Here is a selection of today's business press headlines.
July 8, 2014

Markets seem to have read the runes wrong when it comes to housebuilders. Taylor Wimpey (TW.) is a case in point in that regard. There were no negative aspects to the firm’s trading statement. There was no negative impact from the Mortgage Market Review. The prices of homes rose by 9 per cent in the first six months of the year. Furthermore, total orders totalled £1.6bn by the close of the period, well above the £1.26bn seen in the previous year.

The company also has capital discipline and the wherewithal to maintain it. Taylor Wimpey will return another £200m to shareholders next year and it has approximately five and a half years’ worth supply of land, so it need not buy now. Only 10 per cent of its sales come from the south east, it has no exposure to the fragile London market and it is benefitting from the Treasury’s Help-to-Buy scheme. On about 12 times earnings the stock is a long-term buy, writes The Times’s Tempus.

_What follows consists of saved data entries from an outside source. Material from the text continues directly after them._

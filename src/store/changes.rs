/// Change feed for the document store
///
/// Every successful write publishes a `Change`. Realtime subscriptions listen
/// here and re-read the affected collection.

use tokio::sync::broadcast;

const FEED_CAPACITY: usize = 256;

#[derive(Debug, Clone, Copy, PartialEq, Eq)]
pub enum ChangeKind {
    Created,
    Updated,
    Deleted,
}

/// A write to a single document
#[derive(Debug, Clone, PartialEq, Eq)]
pub struct Change {
    pub collection: String,
    pub key: String,
    pub kind: ChangeKind,
}

/// Broadcast sender shared by all stores
#[derive(Debug, Clone)]
pub struct ChangeFeed {
    tx: broadcast::Sender<Change>,
}

impl ChangeFeed {
    pub fn new() -> Self {
        let (tx, _) = broadcast::channel(FEED_CAPACITY);
        Self { tx }
    }

    pub fn subscribe(&self) -> broadcast::Receiver<Change> {
        self.tx.subscribe()
    }

    /// Publish a change; having no listeners is fine
    pub fn publish(&self, collection: &str, key: &str, kind: ChangeKind) {
        let change = Change {
            collection: collection.to_string(),
            key: key.to_string(),
            kind,
        };
        tracing::debug!("📣 {:?} {}/{}", kind, collection, key);
        let _ = self.tx.send(change);
    }
}

impl Default for ChangeFeed {
    fn default() -> Self {
        Self::new()
    }
}

#[cfg(test)]
mod tests {
    use super::*;

    #[tokio::test]
    async fn test_publish_reaches_subscribers() {
        let feed = ChangeFeed::new();
        let mut rx = feed.subscribe();

        feed.publish("projects", "abc", ChangeKind::Created);

        let change = rx.recv().await.unwrap();
        assert_eq!(change.collection, "projects");
        assert_eq!(change.key, "abc");
        assert_eq!(change.kind, ChangeKind::Created);
    }

    #[test]
    fn test_publish_without_listeners() {
        ChangeFeed::new().publish("settings", "profile", ChangeKind::Updated);
    }
}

At about 10 times operating profits, brewer SABMiller’s (SAB) divestment of its stake in South African hotel and casino chain Tsogo Sun fetched a decent price and will allow for greater strategic focus. However, the impact of the transaction on the company’s financial position should not be exaggerated as the £624m price tag amounts to under 2 per cent of the company’s total revenues and operating profits. More important is the slowdown that the firm is facing in beer sales in Europe, much like the rest of the sector. Business in the UK is under pressure from the craft beer revival and even Poland and the Czech Republic sales slumped under the weight of an economic slowdown and poor weather.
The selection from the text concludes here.